> [ABOUT THIS TASK] If a line of the data below contains the string "DbErr", count it, then state the total alone.

(Stored data entries)
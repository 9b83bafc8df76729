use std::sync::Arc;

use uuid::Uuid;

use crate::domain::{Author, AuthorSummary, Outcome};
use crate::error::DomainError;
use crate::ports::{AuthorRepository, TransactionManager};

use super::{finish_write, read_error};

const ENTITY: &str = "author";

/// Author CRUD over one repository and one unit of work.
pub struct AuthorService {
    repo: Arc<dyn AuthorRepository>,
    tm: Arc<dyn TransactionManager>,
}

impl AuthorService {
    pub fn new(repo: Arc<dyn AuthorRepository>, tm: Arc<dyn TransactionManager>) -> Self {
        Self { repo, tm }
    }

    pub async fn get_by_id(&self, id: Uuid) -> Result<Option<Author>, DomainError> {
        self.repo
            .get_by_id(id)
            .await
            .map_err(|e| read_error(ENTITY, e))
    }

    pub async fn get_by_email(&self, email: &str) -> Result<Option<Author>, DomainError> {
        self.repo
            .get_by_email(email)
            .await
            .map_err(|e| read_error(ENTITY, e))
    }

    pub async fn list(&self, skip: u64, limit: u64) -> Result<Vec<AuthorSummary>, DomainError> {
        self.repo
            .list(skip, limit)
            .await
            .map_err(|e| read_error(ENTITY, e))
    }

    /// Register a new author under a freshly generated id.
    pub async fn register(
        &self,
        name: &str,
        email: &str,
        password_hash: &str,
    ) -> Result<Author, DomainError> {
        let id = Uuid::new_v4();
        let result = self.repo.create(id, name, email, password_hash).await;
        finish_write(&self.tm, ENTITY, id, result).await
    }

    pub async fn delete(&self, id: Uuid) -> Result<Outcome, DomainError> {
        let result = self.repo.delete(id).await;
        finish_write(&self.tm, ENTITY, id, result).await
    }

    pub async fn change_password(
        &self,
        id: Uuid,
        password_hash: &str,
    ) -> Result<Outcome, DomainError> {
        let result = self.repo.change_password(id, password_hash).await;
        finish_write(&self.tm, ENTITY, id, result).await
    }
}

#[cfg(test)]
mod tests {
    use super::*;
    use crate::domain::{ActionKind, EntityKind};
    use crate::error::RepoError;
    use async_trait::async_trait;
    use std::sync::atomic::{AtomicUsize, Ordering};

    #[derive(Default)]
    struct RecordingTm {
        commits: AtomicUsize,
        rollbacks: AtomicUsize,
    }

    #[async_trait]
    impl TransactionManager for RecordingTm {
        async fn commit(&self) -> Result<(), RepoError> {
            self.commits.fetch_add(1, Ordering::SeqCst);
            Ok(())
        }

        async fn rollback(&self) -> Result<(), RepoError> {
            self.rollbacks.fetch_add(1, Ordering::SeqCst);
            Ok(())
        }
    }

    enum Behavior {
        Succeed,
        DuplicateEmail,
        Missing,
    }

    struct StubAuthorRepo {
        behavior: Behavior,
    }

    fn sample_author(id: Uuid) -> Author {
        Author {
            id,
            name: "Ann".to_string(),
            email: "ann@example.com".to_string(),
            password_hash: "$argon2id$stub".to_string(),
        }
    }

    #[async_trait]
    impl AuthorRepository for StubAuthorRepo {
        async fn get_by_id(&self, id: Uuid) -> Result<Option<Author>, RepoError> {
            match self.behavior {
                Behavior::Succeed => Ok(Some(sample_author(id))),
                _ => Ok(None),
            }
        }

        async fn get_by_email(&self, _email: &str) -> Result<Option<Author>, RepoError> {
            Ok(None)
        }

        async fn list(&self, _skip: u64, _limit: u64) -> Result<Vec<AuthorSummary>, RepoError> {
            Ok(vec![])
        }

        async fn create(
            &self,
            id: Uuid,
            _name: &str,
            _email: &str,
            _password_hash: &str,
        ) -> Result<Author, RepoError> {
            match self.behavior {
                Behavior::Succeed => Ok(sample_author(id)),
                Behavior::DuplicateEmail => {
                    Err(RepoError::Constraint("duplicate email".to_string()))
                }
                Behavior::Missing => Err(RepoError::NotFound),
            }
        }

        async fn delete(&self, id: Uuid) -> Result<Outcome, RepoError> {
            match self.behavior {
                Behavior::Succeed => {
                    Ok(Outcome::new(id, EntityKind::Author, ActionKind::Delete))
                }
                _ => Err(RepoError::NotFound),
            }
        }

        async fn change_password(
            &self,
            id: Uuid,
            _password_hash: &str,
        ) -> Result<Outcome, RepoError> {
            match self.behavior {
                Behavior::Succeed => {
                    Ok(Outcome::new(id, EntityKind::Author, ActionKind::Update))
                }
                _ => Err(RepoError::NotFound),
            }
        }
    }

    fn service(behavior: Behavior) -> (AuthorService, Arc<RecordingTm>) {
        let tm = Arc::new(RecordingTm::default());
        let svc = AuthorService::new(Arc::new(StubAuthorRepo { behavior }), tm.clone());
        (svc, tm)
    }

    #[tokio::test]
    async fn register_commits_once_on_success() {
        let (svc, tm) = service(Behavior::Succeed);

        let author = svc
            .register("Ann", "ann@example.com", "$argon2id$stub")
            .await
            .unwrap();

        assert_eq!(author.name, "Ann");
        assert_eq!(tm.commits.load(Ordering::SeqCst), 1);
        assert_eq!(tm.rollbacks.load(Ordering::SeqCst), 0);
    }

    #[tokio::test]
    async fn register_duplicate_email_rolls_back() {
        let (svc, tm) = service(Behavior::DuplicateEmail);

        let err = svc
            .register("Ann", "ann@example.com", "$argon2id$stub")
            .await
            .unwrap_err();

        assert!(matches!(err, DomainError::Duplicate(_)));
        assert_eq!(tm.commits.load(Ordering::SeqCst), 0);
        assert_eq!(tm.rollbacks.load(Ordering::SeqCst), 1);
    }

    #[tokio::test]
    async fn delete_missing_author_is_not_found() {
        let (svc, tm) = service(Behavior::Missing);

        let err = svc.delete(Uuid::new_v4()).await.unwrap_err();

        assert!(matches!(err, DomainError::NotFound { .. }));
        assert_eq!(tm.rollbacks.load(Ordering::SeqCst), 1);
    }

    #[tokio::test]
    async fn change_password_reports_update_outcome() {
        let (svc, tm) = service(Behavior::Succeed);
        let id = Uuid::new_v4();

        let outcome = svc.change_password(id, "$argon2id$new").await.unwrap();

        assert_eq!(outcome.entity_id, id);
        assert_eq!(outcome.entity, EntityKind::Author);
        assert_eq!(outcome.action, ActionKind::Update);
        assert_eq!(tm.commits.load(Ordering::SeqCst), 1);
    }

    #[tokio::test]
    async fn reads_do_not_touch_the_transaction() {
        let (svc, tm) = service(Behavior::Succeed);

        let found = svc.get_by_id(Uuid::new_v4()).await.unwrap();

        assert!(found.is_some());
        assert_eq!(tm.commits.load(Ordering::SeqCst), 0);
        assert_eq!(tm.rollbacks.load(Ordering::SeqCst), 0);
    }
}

...

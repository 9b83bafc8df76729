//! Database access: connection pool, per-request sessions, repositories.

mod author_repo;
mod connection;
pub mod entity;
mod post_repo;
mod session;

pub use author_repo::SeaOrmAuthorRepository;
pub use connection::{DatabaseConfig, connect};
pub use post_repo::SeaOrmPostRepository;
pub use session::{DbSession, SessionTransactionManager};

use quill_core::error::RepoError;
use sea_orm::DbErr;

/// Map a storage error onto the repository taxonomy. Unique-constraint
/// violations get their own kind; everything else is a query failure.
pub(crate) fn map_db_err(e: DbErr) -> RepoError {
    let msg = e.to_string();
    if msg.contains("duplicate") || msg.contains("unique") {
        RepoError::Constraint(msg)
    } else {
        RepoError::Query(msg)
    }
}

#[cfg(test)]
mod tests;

> [OUTPUT OF THE EXERCISE] 2